Archive for June, 2011

Ann + Kyle: 06.18.11 (Sneak Peek!)

Wednesday, June 22nd, 2011

We traveled out to Zanesville last weekend to help with Ann and Kyle’s wedding. When Ann and her lovely mom first came to see me last year, the plans sounded wild: over 400 people invited, 20 bridal party members and the promise of square dancing at the reception! We had 350 guests, 9 bridesmaids, 11 groomsmen, square dancing, a rap for the groom, a skit from the bridal party and a party that didn’t end until 1:30 am! Lots more fun pictures and details to share but for now here are a few of my favorites from Jared at Lotz Studios.

See that laugh? They did that all day long – it was awesome! Thanks to Jared for sharing and to Ann and Kyle for letting me a part of it all – can’t wait to share more pictures soon!

Quick Tip: RSVP %

Tuesday, June 7th, 2011

Standard rule of thumb for the industry says that about 75-80% of your guests will RSVP yes to your wedding.  I used to use the same rule of thumb but now insist that if a guest is invited, there will be room for them – i.e. no inviting 200 people to a wedding venue that can only hold 160.

Why do I insist on this for my couples?  Because of Lindsay and Nick’s wedding.

Lindsay and Nick were married on private property under a gorgeous tent overlooking Bass Lake in Cleveland in July of 2006.  The invited guest list numbered 184.  We reserved a tent that would hold 160 plus a dance floor – a generous cushion or so I thought.  Lindsay began to get a little worried about 5 weeks before the wedding when literally every one of their RSVPs were yes.  I assured her that most of the time the yes responses come first with the no responses coming in later and not to worry – the nos would be coming!
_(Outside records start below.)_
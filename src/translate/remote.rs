use std::sync::Arc;

use async_trait::async_trait;
use tracing::{debug, error};

use super::interface::{TranslateError, TranslateRequest, Translator};
use crate::inference_service::{InferenceServiceClient, ServiceTranslateRequest};

/// Translator that delegates generation to the inference service
pub struct RemoteTranslator {
    service: Arc<InferenceServiceClient>,
    name: String,
}

impl RemoteTranslator {
    pub fn new(service: Arc<InferenceServiceClient>, model_name: &str) -> Self {
        let name = format!("remote ({} @ {})", model_name, service.base_url());
        Self { service, name }
    }
}

#[async_trait]
impl Translator for RemoteTranslator {
    fn name(&self) -> &str {
        &self.name
    }

    async fn translate(&self, request: TranslateRequest) -> Result<String, TranslateError> {
        let service_request = ServiceTranslateRequest {
            text: request.text,
            src_lang: request.source_lang,
            tgt_lang: request.target_lang,
        };

        debug!(
            "Sending translate request: {} -> {}, {} chars",
            service_request.src_lang,
            service_request.tgt_lang,
            service_request.text.chars().count()
        );

        let response = self.service.translate(&service_request).await?;

        if response.success {
            Ok(response.translated_text)
        } else {
            let error_msg = response.error.unwrap_or_else(|| "Unknown error".to_string());
            error!("Remote translation failed: {}", error_msg);
            Err(TranslateError::Backend(error_msg))
        }
    }

    async fn health_check(&self) -> bool {
        self.service.health_check().await.unwrap_or(false)
    }
}
pub mod main;
pub mod scoring;
pub mod system;
pub mod translator;
pub mod utils;

pub use main::Config;
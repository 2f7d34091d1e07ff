use serde::{Deserialize, Serialize};
use crate::config_manager::scoring::ScoringConfig;
use crate::config_manager::system::SystemConfig;
use crate::config_manager::translator::TranslatorConfig;

/// Main configuration for the application using JSON-LD format
#[derive(Debug, Clone, Default, Serialize, Deserialize)]
pub struct Config {
    #[serde(rename = "@context")]
    #[serde(skip_serializing_if = "Option::is_none")]
    #[serde(default)]
    pub context: Option<serde_json::Value>,

    #[serde(rename = "system_config")]
    #[serde(default)]
    pub system_config: SystemConfig,

    #[serde(rename = "translator_config")]
    #[serde(default)]
    pub translator_config: TranslatorConfig,

    #[serde(rename = "scoring_config")]
    #[serde(default)]
    pub scoring_config: ScoringConfig,
}

impl Config {
    /// Load configuration from a JSON-LD or YAML file
    pub fn load(path: &str) -> anyhow::Result<Self> {
        use crate::config_manager::utils::{read_config_value, validate_config};
        let value = read_config_value(path)?;
        validate_config(value)
    }
}
pub mod bleu;
pub mod tokenizer;

pub use bleu::{corpus_bleu, sentence_pair_bleu, BleuOptions, BleuScore, ScoreError, SmoothMethod};
pub use tokenizer::Tokenize;
// robot/src/motors/drive.rs - Управление движением на двух моторах

use std::time::{Duration, Instant};

use log::{info, warn};

use super::{Direction, MotorDriver, MotorState};
use crate::cancel::CancellationToken;
use crate::error::MotorError;

/// Манёвр робота
#[derive(Debug, Clone, Copy, PartialEq, Eq)]
pub enum Move {
    Forward,
    Backward,
    TurnLeft,
    TurnRight,
}

impl Move {
    /// Направления (левый, правый). Повороты делаются на месте.
    pub fn directions(self) -> (Direction, Direction) {
        match self {
            Move::Forward => (Direction::Forward, Direction::Forward),
            Move::Backward => (Direction::Backward, Direction::Backward),
            Move::TurnLeft => (Direction::Backward, Direction::Forward),
            Move::TurnRight => (Direction::Forward, Direction::Backward),
        }
    }
}

/// Длительности манёвров и скорость по умолчанию
#[derive(Debug, Clone, Copy, PartialEq)]
pub struct DriveTimings {
    pub forward: Duration,
    pub backward: Duration,
    pub turn: Duration,
    pub speed: i32,
}

pub const DEFAULT_FORWARD: Duration = Duration::from_millis(3000);
pub const DEFAULT_BACKWARD: Duration = Duration::from_millis(1500);
pub const DEFAULT_TURN: Duration = Duration::from_millis(800);
pub const DEFAULT_SPEED: i32 = 100;

impl Default for DriveTimings {
    fn default() -> Self {
        Self {
            forward: DEFAULT_FORWARD,
            backward: DEFAULT_BACKWARD,
            turn: DEFAULT_TURN,
            speed: DEFAULT_SPEED,
        }
    }
}

impl DriveTimings {
    pub fn duration_for(&self, mv: Move) -> Duration {
        match mv {
            Move::Forward => self.forward,
            Move::Backward => self.backward,
            Move::TurnLeft | Move::TurnRight => self.turn,
        }
    }
}

/// Глушит оба мотора при выходе из области видимости, в том числе по `?` и панике
struct StopOnDrop<'a> {
    left: &'a mut MotorDriver,
    right: &'a mut MotorDriver,
}

impl Drop for StopOnDrop<'_> {
    fn drop(&mut self) {
        self.left.stop();
        self.right.stop();
    }
}

/// Владеет левым и правым мотором
pub struct DriveController {
    left: MotorDriver,
    right: MotorDriver,
    timings: DriveTimings,
    cancel: CancellationToken,
}

impl DriveController {
    pub fn new(
        left: MotorDriver,
        right: MotorDriver,
        timings: DriveTimings,
        cancel: CancellationToken,
    ) -> Self {
        Self { left, right, timings, cancel }
    }

    pub fn timings(&self) -> &DriveTimings {
        &self.timings
    }

    pub fn motor_states(&self) -> (MotorState, MotorState) {
        (self.left.state(), self.right.state())
    }

    pub fn forward(&mut self, duration: Duration, speed: i32) -> Result<(), MotorError> {
        self.run(Move::Forward, duration, speed)
    }

    pub fn backward(&mut self, duration: Duration, speed: i32) -> Result<(), MotorError> {
        self.run(Move::Backward, duration, speed)
    }

    pub fn turn_left(&mut self, duration: Duration, speed: i32) -> Result<(), MotorError> {
        self.run(Move::TurnLeft, duration, speed)
    }

    pub fn turn_right(&mut self, duration: Duration, speed: i32) -> Result<(), MotorError> {
        self.run(Move::TurnRight, duration, speed)
    }

    /// Манёвр с настроенными длительностью и скоростью
    pub fn perform(&mut self, mv: Move) -> Result<(), MotorError> {
        let duration = self.timings.duration_for(mv);
        let speed = self.timings.speed;
        self.run(mv, duration, speed)
    }

    pub fn stop(&mut self) {
        self.left.stop();
        self.right.stop();
    }

    /// Блокирует вызывающий поток на `duration`, затем всегда глушит оба мотора.
    /// Отмена токена прерывает ожидание досрочно.
    fn run(&mut self, mv: Move, duration: Duration, speed: i32) -> Result<(), MotorError> {
        if self.cancel.is_cancelled() {
            warn!("Shutdown in progress, skipping {:?}", mv);
            self.stop();
            return Ok(());
        }

        let (left_dir, right_dir) = mv.directions();
        info!("Moving {:?} for {:.1}s at {}%", mv, duration.as_secs_f32(), speed);

        let motors = StopOnDrop {
            left: &mut self.left,
            right: &mut self.right,
        };

        motors.left.set_direction(left_dir)?;
        motors.right.set_direction(right_dir)?;
        motors.left.set_speed(speed)?;
        motors.right.set_speed(speed)?;

        let started = Instant::now();
        if self.cancel.wait_timeout(duration) {
            warn!("{:?} interrupted after {:.2}s", mv, started.elapsed().as_secs_f32());
        }

        drop(motors);
        Ok(())
    }
}
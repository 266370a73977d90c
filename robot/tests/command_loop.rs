// robot/tests/command_loop.rs - Сценарии основного цикла на подставном железе

use std::collections::VecDeque;
use std::sync::atomic::{AtomicBool, AtomicUsize, Ordering};
use std::sync::{Arc, Mutex};
use std::thread;
use std::time::{Duration, Instant};

use voice_robot::audio::{AudioBuffer, AudioCapture, SAMPLE_RATE};
use voice_robot::connectivity::{ConnectivityMonitor, Probe};
use voice_robot::error::{BackendError, CaptureError, HardwareFault};
use voice_robot::motors::{Direction, DriveController, DriveTimings, MotorDriver, MotorOutput};
use voice_robot::stt::{Keyword, OfflineBackend, SpeechRecognizer};
use voice_robot::tts::{SilentSpeaker, Speaker};
use voice_robot::{CancellationToken, Command, CommandLoop, LoopSettings, Robot, RobotParts};

type Journal = Arc<Mutex<Vec<String>>>;

struct RecordingOutput {
    name: &'static str,
    pin: u8,
    journal: Journal,
}

impl MotorOutput for RecordingOutput {
    fn pin(&self) -> u8 {
        self.pin
    }

    fn set_duty_cycle(&mut self, percent: u8) -> Result<(), HardwareFault> {
        self.journal.lock().unwrap().push(format!("{}:duty:{}", self.name, percent));
        Ok(())
    }

    fn set_direction(&mut self, direction: Direction) -> Result<(), HardwareFault> {
        self.journal.lock().unwrap().push(format!("{}:dir:{:?}", self.name, direction));
        Ok(())
    }
}

/// `None` в сценарии означает тишину (таймаут записи)
struct ScriptedMicrophone {
    script: VecDeque<Option<String>>,
    heard: Arc<Mutex<Option<String>>>,
}

impl AudioCapture for ScriptedMicrophone {
    fn capture_sample(&mut self, _max_duration: Duration) -> Result<AudioBuffer, CaptureError> {
        match self.script.pop_front() {
            Some(Some(phrase)) => {
                *self.heard.lock().unwrap() = Some(phrase);
                Ok(AudioBuffer::new(vec![0; 160], SAMPLE_RATE))
            }
            _ => Err(CaptureError::Timeout),
        }
    }
}

struct ScriptedOffline {
    heard: Arc<Mutex<Option<String>>>,
}

impl OfflineBackend for ScriptedOffline {
    fn transcribe(&mut self, _: &AudioBuffer, _: &[Keyword], _: &str) -> Result<String, BackendError> {
        self.heard.lock().unwrap().take().ok_or(BackendError::Unrecognized)
    }
}

struct CountingProbe {
    count: Arc<AtomicUsize>,
}

impl Probe for CountingProbe {
    fn probe(&self) -> bool {
        self.count.fetch_add(1, Ordering::SeqCst);
        false
    }
}

#[derive(Clone, Default)]
struct RecordingSpeaker {
    said: Journal,
}

impl Speaker for RecordingSpeaker {
    fn speak(&self, text: &str) {
        self.said.lock().unwrap().push(text.to_string());
    }
}

fn quick_settings() -> LoopSettings {
    LoopSettings {
        phrase_time_limit: Duration::from_millis(10),
        cycle_pause: Duration::from_millis(5),
        failure_threshold: 10,
    }
}

struct Rig {
    drive: DriveController,
    recognizer: SpeechRecognizer,
    monitor: ConnectivityMonitor,
    microphone: ScriptedMicrophone,
    speaker: RecordingSpeaker,
    motors: Journal,
    probes: Arc<AtomicUsize>,
    cancel: CancellationToken,
}

impl Rig {
    fn new(script: &[Option<&str>]) -> Self {
        let motors = Journal::default();
        let probes = Arc::new(AtomicUsize::new(0));
        let heard = Arc::new(Mutex::new(None));
        let cancel = CancellationToken::new();

        let timings = DriveTimings {
            forward: Duration::from_millis(20),
            backward: Duration::from_millis(20),
            turn: Duration::from_millis(10),
            speed: 100,
        };
        let drive = DriveController::new(
            MotorDriver::new("left", Box::new(RecordingOutput { name: "left", pin: 27, journal: motors.clone() })),
            MotorDriver::new("right", Box::new(RecordingOutput { name: "right", pin: 22, journal: motors.clone() })),
            timings,
            cancel.clone(),
        );

        Self {
            drive,
            recognizer: SpeechRecognizer::new(Box::new(ScriptedOffline { heard: heard.clone() }), 0.5),
            monitor: ConnectivityMonitor::new(
                Arc::new(CountingProbe { count: probes.clone() }),
                Duration::from_secs(60),
            ),
            microphone: ScriptedMicrophone {
                script: script.iter().map(|s| s.map(str::to_string)).collect(),
                heard,
            },
            speaker: RecordingSpeaker::default(),
            motors,
            probes,
            cancel,
        }
    }

    fn command_loop(&mut self) -> CommandLoop<'_> {
        CommandLoop::new(
            &mut self.drive,
            &mut self.recognizer,
            &self.monitor,
            &mut self.microphone,
            &self.speaker,
            quick_settings(),
        )
    }
}

fn last_two(journal: &Journal) -> Vec<String> {
    let writes = journal.lock().unwrap();
    writes[writes.len().saturating_sub(2)..].to_vec()
}

#[test]
fn eleven_timeouts_trigger_exactly_one_reprobe() {
    let mut rig = Rig::new(&[None; 11]);
    let probes = rig.probes.clone();
    let mut command_loop = rig.command_loop();

    for _ in 0..10 {
        assert_eq!(command_loop.step(), Command::Timeout);
    }
    assert_eq!(command_loop.failure_count(), 10);
    assert_eq!(probes.load(Ordering::SeqCst), 0);

    command_loop.step();
    assert_eq!(probes.load(Ordering::SeqCst), 1);
    assert_eq!(command_loop.failure_count(), 0);
}

#[test]
fn forward_command_drives_and_resets_failures() {
    let mut rig = Rig::new(&[None, None, Some("vai avanti")]);
    let motors = rig.motors.clone();
    let said = rig.speaker.said.clone();
    let mut command_loop = rig.command_loop();

    command_loop.step();
    command_loop.step();
    assert_eq!(command_loop.failure_count(), 2);

    assert_eq!(command_loop.step(), Command::Forward);
    assert_eq!(command_loop.failure_count(), 0);
    drop(command_loop);

    let writes = motors.lock().unwrap().clone();
    assert!(writes.contains(&"left:dir:Forward".to_string()));
    assert!(writes.contains(&"right:dir:Forward".to_string()));
    assert!(writes.contains(&"left:duty:100".to_string()));
    assert_eq!(last_two(&motors), vec!["left:duty:0", "right:duty:0"]);
    assert_eq!(*said.lock().unwrap(), vec!["Ok, vado avanti"]);
    assert_eq!(rig.drive.motor_states().0.direction, Direction::Stopped);
}

#[test]
fn turn_left_spins_wheels_in_opposite_directions() {
    let mut rig = Rig::new(&[Some("gira a sinistra")]);
    let motors = rig.motors.clone();

    assert_eq!(rig.command_loop().step(), Command::Left);

    let writes = motors.lock().unwrap().clone();
    assert!(writes.contains(&"left:dir:Backward".to_string()));
    assert!(writes.contains(&"right:dir:Forward".to_string()));
}

#[test]
fn muted_robot_ignores_motion() {
    let mut rig = Rig::new(&[Some("stai zitto"), Some("vai avanti")]);
    let motors = rig.motors.clone();
    let said = rig.speaker.said.clone();
    let mut command_loop = rig.command_loop();

    assert_eq!(command_loop.step(), Command::Mute);
    assert!(command_loop.is_muted());

    assert_eq!(command_loop.step(), Command::Forward);
    assert!(command_loop.is_muted());

    assert!(motors.lock().unwrap().is_empty());
    assert!(said.lock().unwrap().is_empty());
}

#[test]
fn apertura_without_mute_changes_nothing() {
    let mut rig = Rig::new(&[None, Some("apertura")]);
    let said = rig.speaker.said.clone();
    let mut command_loop = rig.command_loop();

    command_loop.step();
    assert_eq!(command_loop.step(), Command::Unmute);

    assert!(!command_loop.is_muted());
    assert_eq!(command_loop.failure_count(), 1);
    assert!(said.lock().unwrap().is_empty());
}

#[test]
fn apertura_unmutes_and_greets_immediately() {
    let mut rig = Rig::new(&[Some("zitto"), Some("apertura"), Some("indietro")]);
    let motors = rig.motors.clone();
    let said = rig.speaker.said.clone();
    let mut command_loop = rig.command_loop();

    command_loop.step();
    assert!(command_loop.is_muted());

    assert_eq!(command_loop.step(), Command::Unmute);
    assert!(!command_loop.is_muted());
    assert_eq!(*said.lock().unwrap(), vec!["Eccomi"]);

    assert_eq!(command_loop.step(), Command::Backward);
    assert!(motors.lock().unwrap().contains(&"left:dir:Backward".to_string()));
}

#[test]
fn unknown_phrase_asks_to_repeat() {
    let mut rig = Rig::new(&[Some("buongiorno robot")]);
    let said = rig.speaker.said.clone();
    let mut command_loop = rig.command_loop();

    assert_eq!(command_loop.step(), Command::Unknown);
    assert_eq!(command_loop.failure_count(), 1);
    assert_eq!(*said.lock().unwrap(), vec!["Non ho capito, ripeti"]);
}

#[test]
fn cancellation_ends_loop_with_motors_stopped() {
    let mut rig = Rig::new(&[]);
    let motors = rig.motors.clone();
    let cancel = rig.cancel.clone();

    let canceller = thread::spawn(move || {
        thread::sleep(Duration::from_millis(50));
        cancel.cancel();
    });

    let token = rig.cancel.clone();
    rig.command_loop().run(&token);
    canceller.join().unwrap();

    assert!(token.is_cancelled());
    assert_eq!(last_two(&motors), vec!["left:duty:0", "right:duty:0"]);
}

#[test]
fn motion_after_cancellation_does_not_energize_motors() {
    let mut rig = Rig::new(&[Some("avanti")]);
    let motors = rig.motors.clone();
    rig.cancel.cancel();

    rig.command_loop().step();

    let writes = motors.lock().unwrap().clone();
    assert!(!writes.iter().any(|w| w.contains(":dir:")));
    assert!(writes.iter().all(|w| w.ends_with(":duty:0")));
}

/// Когда взведён, ждёт внутри `probe()` остановки моторов (не дольше 2 с)
/// и отмечает в общем журнале момент, когда отпустил поток монитора.
struct GatedProbe {
    armed: AtomicBool,
    journal: Journal,
}

impl Probe for GatedProbe {
    fn probe(&self) -> bool {
        if !self.armed.load(Ordering::SeqCst) {
            return false;
        }

        self.journal.lock().unwrap().push("monitor:probing".to_string());
        let deadline = Instant::now() + Duration::from_secs(2);
        while Instant::now() < deadline {
            if self.journal.lock().unwrap().iter().any(|w| w == "right:duty:0") {
                break;
            }
            thread::sleep(Duration::from_millis(1));
        }
        self.journal.lock().unwrap().push("monitor:released".to_string());
        false
    }
}

fn position(journal: &Journal, entry: &str) -> Option<usize> {
    journal.lock().unwrap().iter().position(|w| w == entry)
}

#[test]
fn robot_shutdown_stops_motors_then_monitor() {
    let rig = Rig::new(&[]);
    let motors = rig.motors.clone();
    let probe = Arc::new(GatedProbe {
        armed: AtomicBool::new(false),
        journal: motors.clone(),
    });

    let parts = RobotParts {
        drive: rig.drive,
        monitor: ConnectivityMonitor::new(probe.clone(), Duration::from_millis(1)),
        recognizer: rig.recognizer,
        capture: Box::new(rig.microphone),
        speaker: Box::new(SilentSpeaker),
    };
    let mut robot = Robot::start(parts, quick_settings(), rig.cancel).unwrap();
    assert!(robot.monitor().is_running());
    assert!(!robot.monitor().is_connected());

    motors.lock().unwrap().clear();
    probe.armed.store(true, Ordering::SeqCst);
    let deadline = Instant::now() + Duration::from_secs(2);
    while position(&motors, "monitor:probing").is_none() && Instant::now() < deadline {
        thread::sleep(Duration::from_millis(1));
    }
    assert!(position(&motors, "monitor:probing").is_some());

    robot.shutdown();
    assert!(!robot.monitor().is_running());

    let left = position(&motors, "left:duty:0").unwrap();
    let right = position(&motors, "right:duty:0").unwrap();
    let released = position(&motors, "monitor:released").unwrap();
    assert!(left < released && right < released, "{:?}", motors.lock().unwrap());

    let (left_state, right_state) = robot.drive().motor_states();
    assert_eq!(left_state.direction, Direction::Stopped);
    assert_eq!(right_state.speed, 0);

    let writes = motors.lock().unwrap().len();
    robot.shutdown();
    assert_eq!(motors.lock().unwrap().len(), writes);
}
I was wrong.  I was so very wrong.

When all was said and done and all the RSVPs were in they had 179 guests attending.  They had a 97.3% positive RSVP rate.  5 people said no.  FIVE.  Our planned for tent wasn’t large enough, we had to order more tables and chairs and a bigger tent!  We also just had to hope it didn’t rain because the property barely had enough room for the bigger tent unless we wanted to seat guests on an embankment and there was no nice wide aisle if we had to seat people at their tables for the ceremony!

On wedding day, it rained (and a mini tornado came through the day before during set up – that’s a story I only tell over drinks!) so the ceremony had to be held inside that tent with guests seated at their tables – it was cramped and the aisle wound through the guest tables and it was humid and muddy but everyone had a GREAT time which in the end is all that matters!  I was thankful that we were at a location that allowed us to up-size everything at the very last minute.

Go ahead and plan on 75-80% of your invited guests attending but remember Lindsay and Nick and budget and space plan for 100% to be on the safe side – you just never know what could happen!

Featured in 614 Magazine!

Friday, June 3rd, 2011

I was tickled pink when the editor of 614 Magazine called me and asked me to contribute to their special wedding themed section in the June issue.  I am quoted in two different articles:

The Big Twist and Green with Envy

Although I do have one tiny correction, I’ve actually been a wedding planner for 7-1/2 years.  If you want to see pictures from the pirate wedding referenced in The Big Twist, just click here or search for pirate on the Emilie Duncan Event Planning blog.  Yes, it was as much fun as it looks like in the pictures!

Big thanks for 614 Magazine for featuring me!  If you want to grab a printed copy, they are all over the place and free!

Quick Tip: Receiving Line

Friday, June 3rd, 2011

The vast majority of my clients don’t do a receiving line but occasionally a bride and groom either want to have a traditional receiving line at the church or their parents insist on it.

Truth be told, I try to talk people out of receiving lines or releasing rows for the simple reason that they are a huge time monopolizer and tend to be impersonal. Most of my brides and grooms realize they will have more meaningful interactions with their guests if they circulate at the cocktail hour or go from table to table after dinner to greet their guests. The conversations are not as rushed, your guests don’t feel like cattle and you can say more than “thanks for coming” which is all that a receiving line allows because there are 180 or more other guests staring you down, standing in uncomfy heels and too tight suit coats to shake your hand!

Obviously, my advice is to skip the receiving line but if you really want one or a parent is insisting, make sure you allocate enough time for it in the timeline! My rule of thumb is assume it will take on average 10 seconds per person for each guest to move through the line. 250 guests? That receiving line is going to take just under 45 minutes. See why I recommend greeting guests at other times?